Pourquoi avoir nationalisé, alors ?

En Argentine, vous avez une croissance importante, d’environ 7% par an. Mais son économie n’est pas encore assez forte pour supporter le poids des nationalisations. En Bolivie, les entreprises qui ont été nationalisées avaient été privatisées en 2007. Avec la récession qui menace en Europe, les pays d’Amérique latine ont saisi l’occasion en nationalisant des entreprises espagnoles.

Pourquoi une réaction si forte de l’Espagne ?

Le Venezuela a nationalisé à tour de bras, mais reste attractif pour les investissements extérieurs grâce à ses garanties sociales. Les entreprises qui s’installent dans le pays, par exemple, s’engagent à former des cadres, à construire de nouveaux logements.

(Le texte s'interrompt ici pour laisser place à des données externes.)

//! Photo-to-frame match scoring.
//!
//! [`score_match`] is a pure function: no I/O, no randomness, and identical
//! inputs always give identical output. The optimizer caches its results in
//! a precomputed matrix and relies on that.
//!
//! | Component     | Max |
//! |---------------|-----|
//! | aspect ratio  | 25  |
//! | resolution    | 25  |
//! | composition   | 20  |
//! | color harmony | 15  |
//! | face handling | 15  |

use crate::model::{Frame, ImageMetadata, MatchScore, PhotoAnalysis, ScoreBreakdown, ScoringOptions};

pub const MAX_TOTAL_SCORE: u32 = 100;

/// Frames within this distance of 1:1 count as square.
const SQUARE_TOLERANCE: f64 = 0.1;

pub const WARN_LOW_RESOLUTION: &str = "Low resolution: photo may look pixelated at this size";
pub const WARN_HEAVY_CROP: &str = "Aspect ratio mismatch: photo will be heavily cropped";
pub const WARN_NO_FACE_DATA: &str = "Face analysis not available yet for this photo";
pub const WARN_NO_FACES: &str = "No faces detected in this photo";

/// Score how well one photo fits one frame. Never fails: degenerate
/// dimensions simply earn no points for the affected components.
pub fn score_match(
    photo_id: &str,
    metadata: &ImageMetadata,
    analysis: &PhotoAnalysis,
    frame: &Frame,
    options: &ScoringOptions,
) -> MatchScore {
    let photo_ratio = photo_ratio(metadata);
    let frame_ratio = frame.aspect_ratio();

    let breakdown = ScoreBreakdown {
        aspect_ratio: aspect_ratio_score(photo_ratio, frame_ratio),
        resolution: resolution_score(metadata.megapixels()),
        composition: composition_score(photo_ratio, frame_ratio),
        color_harmony: color_harmony_score(analysis, options),
        face_handling: face_handling_score(analysis, frame_ratio, options),
    };

    let mut warnings = Vec::new();
    if breakdown.resolution <= 5 {
        warnings.push(WARN_LOW_RESOLUTION.to_string());
    }
    if breakdown.aspect_ratio <= 5 {
        warnings.push(WARN_HEAVY_CROP.to_string());
    }
    if options.target_faces {
        match &analysis.face_detection {
            None => warnings.push(WARN_NO_FACE_DATA.to_string()),
            Some(faces) if !faces.has_faces => warnings.push(WARN_NO_FACES.to_string()),
            Some(_) => {}
        }
    }

    MatchScore {
        photo_id: photo_id.to_string(),
        frame_id: frame.id.clone(),
        total_score: breakdown.sum().min(MAX_TOTAL_SCORE),
        breakdown,
        warnings,
    }
}

fn photo_ratio(metadata: &ImageMetadata) -> Option<f64> {
    if metadata.width == 0 || metadata.height == 0 {
        return None;
    }
    Some(metadata.width as f64 / metadata.height as f64)
}

fn is_landscape(ratio: f64) -> bool {
    ratio >= 1.0
}

/// Ratio difference measured along the frame's orientation: portrait frames
/// compare height/width so rotating both photo and frame scores the same.
pub(crate) fn aspect_ratio_score(photo_ratio: Option<f64>, frame_ratio: Option<f64>) -> u32 {
    let (Some(photo), Some(frame)) = (photo_ratio, frame_ratio) else {
        return 0;
    };
    let delta = if is_landscape(frame) {
        (photo - frame).abs()
    } else {
        (1.0 / photo - 1.0 / frame).abs()
    };

    match delta {
        d if d < 0.05 => 25,
        d if d < 0.15 => 20,
        d if d < 0.3 => 15,
        d if d < 0.5 => 5,
        _ => 0,
    }
}

pub(crate) fn resolution_score(megapixels: f64) -> u32 {
    match megapixels {
        mp if mp > 12.0 => 25,
        mp if mp > 8.0 => 20,
        mp if mp > 4.0 => 15,
        mp if mp > 2.0 => 5,
        _ => 0,
    }
}

pub(crate) fn composition_score(photo_ratio: Option<f64>, frame_ratio: Option<f64>) -> u32 {
    let (Some(photo), Some(frame)) = (photo_ratio, frame_ratio) else {
        return 0;
    };
    if is_landscape(photo) == is_landscape(frame) {
        20
    } else if (frame - 1.0).abs() < SQUARE_TOLERANCE {
        15
    } else {
        5
    }
}

/// Black-and-white preference is checked before the vibrant one; with both
/// set the vibrant rule is never consulted.
pub(crate) fn color_harmony_score(analysis: &PhotoAnalysis, options: &ScoringOptions) -> u32 {
    let color = &analysis.color_profile;

    if options.prefer_black_and_white {
        if color.is_greyscale {
            15
        } else if color.saturation < 20.0 {
            5
        } else {
            0
        }
    } else if options.prefer_vibrant {
        if !color.is_greyscale && color.saturation > 40.0 {
            15
        } else if !color.is_greyscale && color.saturation > 20.0 {
            5
        } else {
            0
        }
    } else {
        let mut score = 0;
        if !color.is_greyscale {
            score += 10;
        }
        if color.brightness > 20.0 {
            score += 5;
        }
        score
    }
}

pub(crate) fn face_handling_score(
    analysis: &PhotoAnalysis,
    frame_ratio: Option<f64>,
    options: &ScoringOptions,
) -> u32 {
    if !options.target_faces {
        return 5;
    }
    let Some(faces) = &analysis.face_detection else {
        return 0;
    };
    if !faces.has_faces {
        return 0;
    }

    let bonus = match frame_ratio {
        Some(ratio) if !is_landscape(ratio) => faces.is_portrait,
        Some(_) => faces.is_group,
        None => false,
    };
    if bonus {
        15
    } else {
        10
    }
}

#[cfg(test)]
mod tests {
    use super::*;
    use crate::model::{
        ColorHarmony, ColorProfile, CompositionProfile, FaceBox, FaceDetection, Orientation,
    };

    fn analysis(saturation: f64, brightness: f64, faces: Option<usize>) -> PhotoAnalysis {
        PhotoAnalysis::new(
            "p",
            ColorProfile {
                dominant_colors: vec![],
                saturation,
                brightness,
                is_greyscale: saturation < 10.0,
                harmony: ColorHarmony::Neutral,
            },
            CompositionProfile {
                orientation: Orientation::Portrait,
                edge_complexity: 0.0,
            },
            faces.map(|n| {
                FaceDetection::from_faces(
                    (0..n)
                        .map(|i| FaceBox {
                            x: i as u32 * 20,
                            y: 0,
                            width: 10,
                            height: 10,
                        })
                        .collect(),
                )
            }),
        )
    }

    #[test]
    fn test_aspect_ratio_thresholds() {
        assert_eq!(aspect_ratio_score(Some(1.5), Some(1.5)), 25);
        assert_eq!(aspect_ratio_score(Some(1.6), Some(1.5)), 20);
        assert_eq!(aspect_ratio_score(Some(1.7), Some(1.5)), 15);
        assert_eq!(aspect_ratio_score(Some(1.9), Some(1.5)), 5);
        assert_eq!(aspect_ratio_score(Some(2.5), Some(1.5)), 0);
        assert_eq!(aspect_ratio_score(None, Some(1.5)), 0);
    }

    #[test]
    fn test_aspect_ratio_uses_frame_orientation() {
        // 4x6 portrait frame against a 3:4 portrait photo: 1.5 vs 1.333.
        assert_eq!(aspect_ratio_score(Some(0.75), Some(4.0 / 6.0)), 15);
        // Rotated pair scores the same.
        assert_eq!(aspect_ratio_score(Some(4.0 / 3.0), Some(1.5)), 15);
        // 5x7 portrait frame: 1.4 vs 1.333, then 1.4 vs 1.429.
        assert_eq!(aspect_ratio_score(Some(0.75), Some(5.0 / 7.0)), 20);
        assert_eq!(aspect_ratio_score(Some(0.7), Some(5.0 / 7.0)), 25);
    }

    #[test]
    fn test_resolution_thresholds() {
        assert_eq!(resolution_score(24.0), 25);
        assert_eq!(resolution_score(12.0), 20);
        assert_eq!(resolution_score(8.5), 20);
        assert_eq!(resolution_score(6.0), 15);
        assert_eq!(resolution_score(2.16), 5);
        assert_eq!(resolution_score(2.0), 0);
        assert_eq!(resolution_score(0.0), 0);
    }

    #[test]
    fn test_composition_rules() {
        assert_eq!(composition_score(Some(0.66), Some(0.8)), 20);
        assert_eq!(composition_score(Some(1.5), Some(1.2)), 20);
        assert_eq!(composition_score(Some(1.5), Some(0.95)), 15);
        assert_eq!(composition_score(Some(1.5), Some(0.5)), 5);
        assert_eq!(composition_score(Some(1.5), None), 0);
    }

    #[test]
    fn test_color_harmony_default_is_additive() {
        let options = ScoringOptions::default();
        assert_eq!(color_harmony_score(&analysis(50.0, 60.0, None), &options), 15);
        assert_eq!(color_harmony_score(&analysis(50.0, 10.0, None), &options), 10);
        assert_eq!(color_harmony_score(&analysis(5.0, 60.0, None), &options), 5);
        assert_eq!(color_harmony_score(&analysis(5.0, 10.0, None), &options), 0);
    }

    #[test]
    fn test_color_harmony_preferences() {
        let bw = ScoringOptions {
            prefer_black_and_white: true,
            ..Default::default()
        };
        assert_eq!(color_harmony_score(&analysis(5.0, 50.0, None), &bw), 15);
        assert_eq!(color_harmony_score(&analysis(15.0, 50.0, None), &bw), 5);
        assert_eq!(color_harmony_score(&analysis(45.0, 50.0, None), &bw), 0);

        let vibrant = ScoringOptions {
            prefer_vibrant: true,
            ..Default::default()
        };
        assert_eq!(color_harmony_score(&analysis(45.0, 50.0, None), &vibrant), 15);
        assert_eq!(color_harmony_score(&analysis(25.0, 50.0, None), &vibrant), 5);
        assert_eq!(color_harmony_score(&analysis(5.0, 50.0, None), &vibrant), 0);
    }

    #[test]
    fn test_face_handling() {
        let off = ScoringOptions::default();
        let on = ScoringOptions {
            target_faces: true,
            ..Default::default()
        };
        let portrait_frame = Some(0.8);
        let landscape_frame = Some(1.5);

        assert_eq!(face_handling_score(&analysis(0.0, 0.0, None), portrait_frame, &off), 5);
        assert_eq!(face_handling_score(&analysis(0.0, 0.0, None), portrait_frame, &on), 0);
        assert_eq!(face_handling_score(&analysis(0.0, 0.0, Some(0)), portrait_frame, &on), 0);
        assert_eq!(face_handling_score(&analysis(0.0, 0.0, Some(1)), portrait_frame, &on), 15);
        assert_eq!(face_handling_score(&analysis(0.0, 0.0, Some(1)), landscape_frame, &on), 10);
        assert_eq!(face_handling_score(&analysis(0.0, 0.0, Some(3)), landscape_frame, &on), 15);
        assert_eq!(face_handling_score(&analysis(0.0, 0.0, Some(2)), landscape_frame, &on), 10);
    }

    #[test]
    fn test_warnings() {
        let meta = ImageMetadata::new("small.jpg", 640, 480);
        let frame = Frame::new("f", 4.0, 6.0);
        let options = ScoringOptions {
            target_faces: true,
            ..Default::default()
        };

        let score = score_match("p", &meta, &analysis(30.0, 50.0, None), &frame, &options);
        assert!(score.warnings.contains(&WARN_LOW_RESOLUTION.to_string()));
        assert!(score.warnings.contains(&WARN_HEAVY_CROP.to_string()));
        assert!(score.warnings.contains(&WARN_NO_FACE_DATA.to_string()));
    }

    #[test]
    fn test_zero_dimensions_never_panic() {
        let meta = ImageMetadata::new("empty", 0, 0);
        let frame = Frame::new("f", 0.0, 0.0);
        let score = score_match(
            "p",
            &meta,
            &analysis(0.0, 0.0, None),
            &frame,
            &ScoringOptions::default(),
        );
        assert_eq!(score.breakdown.aspect_ratio, 0);
        assert_eq!(score.breakdown.composition, 0);
        assert_eq!(score.breakdown.resolution, 0);
        assert!(score.total_score <= MAX_TOTAL_SCORE);
    }
}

L’Argentine, elle, a pris une décision unilatérale. L’Espagne a demandé des sanctions. Elle va peut-être réduire ses importations en provenance de l’Argentine. Madrid a vu son autorité remise en cause et a peut-être eu une réaction un peu hâtive. Mais ce n’est pas parce qu’on voit ses intérêts contestés dans un domaine qu’on ne peut pas obtenir des compensations dans un autre.

Ces nationalisations sont-elles le signe d’une montée en puissance de l’Amérique latine ?

Dans un contexte de crise, on assiste à un rééchelonnement de la puissance au niveau mondial. En même temps, le Brésil est un pays dont le poids politique ne correspond pas à sa puissance économique. Les pays d’Amérique latine ont besoin des pays européens qui absorbent leurs exportations. L’Amérique latine est un sous-continent en puissance, mais qui a toujours autant besoin des investissements extérieurs et qui, surtout, ne constitue pas un bloc uni.

Quel avenir pour les pays d’Amérique latine après ces nationalisations ?

Ce n’est pas tout d’avoir nationalisé, encore faut-il que en avoir les moyens financiers et épancher son besoin d’investisseurs. Pour Morales, les nationalisations ne font pas partie d’un projet. C’est pourquoi le pays va sur le long terme sur des difficultés économiques. Il y aura toujours besoin d’investissements extérieurs pour améliorer les infrastructures et maintenir de bonnes relations avec ses voisins. Car si le secteur énergétique dans un pays n’est plus compétitif, le pays risque de perdre des parts de marché.